Le fait que Mme [R] aurait été condamnée à tort, aux termes d’une ordonnance rendue le 8 janvier 2025, par le juge des référés du tribunal judiciaire de Draguignan, à prendre en charge la consignation à valoir sur les frais et honoraires de l’expert et aux dépens de première instance, alors même que la SA Axa France a été condamnée à lui verser une provision à valoir sur l’indemnisation de son préjudice corporel, ne pouvait la conduire qu’à interjeter appel des chefs en question. En effet, l’application de l’article L 127-4 du code des assurances susvisé n’a pas vocation à remettre en cause une décision de justice.

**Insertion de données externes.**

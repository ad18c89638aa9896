//! Recording transport for tests

use std::cell::RefCell;

use crate::application::errors::BotError;
use crate::domain::traits::{ApiRequest, ApiResponse, Transport};

/// Records every request and answers with a canned response
pub struct RecordingTransport {
    response: Result<ApiResponse, String>,
    requests: RefCell<Vec<ApiRequest>>,
}

impl RecordingTransport {
    pub fn responding(status: u16, body: impl Into<String>) -> Self {
        Self {
            response: Ok(ApiResponse::new(status, body)),
            requests: RefCell::new(Vec::new()),
        }
    }

    /// Fails every request as if the network was down
    pub fn unreachable(reason: impl Into<String>) -> Self {
        Self {
            response: Err(reason.into()),
            requests: RefCell::new(Vec::new()),
        }
    }

    pub fn requests(&self) -> Vec<ApiRequest> {
        self.requests.borrow().clone()
    }

    /// The only request sent; panics unless exactly one was made
    pub fn single(&self) -> ApiRequest {
        let requests = self.requests.borrow();
        assert_eq!(requests.len(), 1, "expected exactly one request, got {:?}", *requests);
        requests[0].clone()
    }
}

impl Transport for RecordingTransport {
    fn execute(&self, request: ApiRequest) -> Result<ApiResponse, BotError> {
        self.requests.borrow_mut().push(request);
        self.response.clone().map_err(BotError::Network)
    }
}
//! Discord REST integration

pub mod client;
pub mod http;

#[cfg(test)]
pub mod testing;

pub use client::DiscordClient;
pub use http::ReqwestTransport;
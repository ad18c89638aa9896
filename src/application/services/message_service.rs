use std::io::Write;

use crate::application::errors::BotError;
use crate::application::services::write_pretty;
use crate::domain::traits::Transport;
use crate::infrastructure::config::warn_if_empty;
use crate::infrastructure::discord::DiscordClient;

/// Prints the recent messages of a channel
pub struct MessageReader<'a, T: Transport> {
    client: &'a DiscordClient<T>,
    channel_id: String,
}

impl<'a, T: Transport> MessageReader<'a, T> {
    pub fn new(client: &'a DiscordClient<T>, channel_id: impl Into<String>) -> Self {
        Self {
            client,
            channel_id: channel_id.into(),
        }
    }

    /// Fetch the channel's message list and write it verbatim, pretty-printed
    pub fn print<W: Write>(&self, out: &mut W) -> Result<(), BotError> {
        warn_if_empty("CHANNEL_ID", &self.channel_id);

        let messages = self.client.get_channel_messages(&self.channel_id)?;
        if let Some(list) = messages.as_array() {
            tracing::info!("Fetched {} messages from channel {}", list.len(), self.channel_id);
        }

        write_pretty(out, &messages)
    }
}
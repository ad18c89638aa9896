//! Domain entities - Request payloads sent to Discord

pub mod command;
pub mod message;

pub use command::CommandDescriptor;
pub use message::InteractionEdit;
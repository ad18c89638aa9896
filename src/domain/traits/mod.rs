//! Domain traits - Abstractions for infrastructure implementations

pub mod transport;

pub use transport::{ApiRequest, ApiResponse, Method, Transport};
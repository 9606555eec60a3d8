//! Unbounded rational numbers for prices and percentages.

use core::cmp::Ordering;
use core::fmt;

use num_bigint::BigUint;
use num_traits::{One, Zero};

use super::Rounding;
use crate::error::{AmmError, Result};

/// A non-negative rational `numerator / denominator` over unbounded integers.
///
/// Composing prices across hops multiplies numerators and denominators, so
/// fractions are never reduced and never narrowed to a fixed width. The
/// denominator is always non-zero.
///
/// ```
/// use multicurve_sdk::domain::{Fraction, Rounding};
///
/// let f = Fraction::new(7u8, 2u8).expect("non-zero denominator");
/// assert_eq!(f.quotient().to_string(), "3");
/// assert_eq!(f.quotient_rounded(Rounding::Up).to_string(), "4");
/// assert_eq!(f.to_fixed(2, Rounding::Down), "3.50");
/// ```
#[derive(Debug, Clone)]
pub struct Fraction {
    numerator: BigUint,
    denominator: BigUint,
}

impl Fraction {
    /// Creates a fraction.
    ///
    /// # Errors
    ///
    /// Returns [`AmmError::DivisionByZero`] if `denominator` is zero.
    pub fn new(numerator: impl Into<BigUint>, denominator: impl Into<BigUint>) -> Result<Self> {
        let denominator = denominator.into();
        if denominator.is_zero() {
            return Err(AmmError::DivisionByZero);
        }
        Ok(Self {
            numerator: numerator.into(),
            denominator,
        })
    }

    /// Creates a fraction whose denominator is known to be non-zero.
    pub(crate) const fn from_raw_parts(numerator: BigUint, denominator: BigUint) -> Self {
        Self {
            numerator,
            denominator,
        }
    }

    /// Creates `value / 1`.
    #[must_use]
    pub fn from_integer(value: impl Into<BigUint>) -> Self {
        Self {
            numerator: value.into(),
            denominator: BigUint::one(),
        }
    }

    /// Returns `0 / 1`.
    #[must_use]
    pub fn zero() -> Self {
        Self::from_integer(BigUint::zero())
    }

    /// Returns `1 / 1`.
    #[must_use]
    pub fn one() -> Self {
        Self::from_integer(BigUint::one())
    }

    /// Returns the numerator.
    #[must_use]
    pub const fn numerator(&self) -> &BigUint {
        &self.numerator
    }

    /// Returns the denominator.
    #[must_use]
    pub const fn denominator(&self) -> &BigUint {
        &self.denominator
    }

    /// Returns `true` if the value is zero.
    #[must_use]
    pub fn is_zero(&self) -> bool {
        self.numerator.is_zero()
    }

    /// Floor of the value.
    #[must_use]
    pub fn quotient(&self) -> BigUint {
        &self.numerator / &self.denominator
    }

    /// The value rounded to an integer in the given direction.
    #[must_use]
    pub fn quotient_rounded(&self, rounding: Rounding) -> BigUint {
        let q = self.quotient();
        if rounding.is_up() && !(&self.numerator % &self.denominator).is_zero() {
            q + 1u8
        } else {
            q
        }
    }

    /// Returns `denominator / numerator`.
    ///
    /// # Errors
    ///
    /// Returns [`AmmError::DivisionByZero`] if the value is zero.
    pub fn invert(&self) -> Result<Self> {
        Self::new(self.denominator.clone(), self.numerator.clone())
    }

    /// Sum of two fractions.
    #[must_use]
    pub fn add(&self, other: &Self) -> Self {
        if self.denominator == other.denominator {
            return Self {
                numerator: &self.numerator + &other.numerator,
                denominator: self.denominator.clone(),
            };
        }
        Self {
            numerator: &self.numerator * &other.denominator + &other.numerator * &self.denominator,
            denominator: &self.denominator * &other.denominator,
        }
    }

    /// Difference of two fractions.
    ///
    /// # Errors
    ///
    /// Returns [`AmmError::Underflow`] if `other` is larger than `self`.
    pub fn sub(&self, other: &Self) -> Result<Self> {
        let left = &self.numerator * &other.denominator;
        let right = &other.numerator * &self.denominator;
        if right > left {
            return Err(AmmError::Underflow("fraction subtraction below zero"));
        }
        Ok(Self {
            numerator: left - right,
            denominator: &self.denominator * &other.denominator,
        })
    }

    /// Product of two fractions.
    #[must_use]
    pub fn multiply(&self, other: &Self) -> Self {
        Self {
            numerator: &self.numerator * &other.numerator,
            denominator: &self.denominator * &other.denominator,
        }
    }

    /// Quotient of two fractions.
    ///
    /// # Errors
    ///
    /// Returns [`AmmError::DivisionByZero`] if `other` is zero.
    pub fn divide(&self, other: &Self) -> Result<Self> {
        Self::new(
            &self.numerator * &other.denominator,
            &self.denominator * &other.numerator,
        )
    }

    /// Formats the value with exactly `places` decimal digits.
    #[must_use]
    pub fn to_fixed(&self, places: u32, rounding: Rounding) -> String {
        let scale = BigUint::from(10u8).pow(places);
        let scaled = Self {
            numerator: &self.numerator * &scale,
            denominator: self.denominator.clone(),
        }
        .quotient_rounded(rounding);
        let integer = &scaled / &scale;
        if places == 0 {
            return integer.to_string();
        }
        let fractional = (&scaled % &scale).to_string();
        let width = places as usize;
        format!("{integer}.{fractional:0>width$}")
    }
}

impl PartialEq for Fraction {
    fn eq(&self, other: &Self) -> bool {
        self.cmp(other) == Ordering::Equal
    }
}

impl Eq for Fraction {}

impl PartialOrd for Fraction {
    fn partial_cmp(&self, other: &Self) -> Option<Ordering> {
        Some(self.cmp(other))
    }
}

impl Ord for Fraction {
    fn cmp(&self, other: &Self) -> Ordering {
        (&self.numerator * &other.denominator).cmp(&(&other.numerator * &self.denominator))
    }
}

impl fmt::Display for Fraction {
    fn fmt(&self, f: &mut fmt::Formatter<'_>) -> fmt::Result {
        write!(f, "{}/{}", self.numerator, self.denominator)
    }
}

Il convient dès lors de confirmer l’ordonnance entreprise en ce qu’elle a dit n’y avoir lieu à référé de ce chef.
Sur les demandes accessoires
Il convient de confirmer l’ordonnance entreprise en ce qu’elle a condamné Mme [R] aux dépens de première instance mais de l’infirmer en ce qu’elle l’a condamnée à payer à la SA Axa France Iard la somme de 1 500 euros sur le fondement de l’article 700 du code de procédure civile pour les frais exposés en première instance non compris dans les dépens.
Mme [R] sera condamnée à payer à la SA Axa France Iard la somme de 2 000 euros sur le fondement de l’article 700 du code de procédure civile pour les frais exposés en première instance et en appel non compris dans les dépens.
Mme [R], succombant, sera condamnée aux dépens d’appel.
PAR CES MOTIFS
La cour,
Infirme l’ordonnance entreprise en ce qu’elle a condamné Mme [R] à payer à la SA Axa France Iard la somme de 1 500 euros sur le fondement de l’article 700 du code de procédure civile pour les frais exposés en première instance non compris dans les dépens ;
La confirme pour le surplus,
Statuant à nouveau et y ajoutant,
Condamne Mme [R] à payer à la SA Axa France Iard la somme de 2 000 euros sur le fondement de l’article 700 du code de procédure civile pour les frais exposés en première instance et en appel non compris dans les dépens ;
Condamne Mme [R] aux dépens d’appel.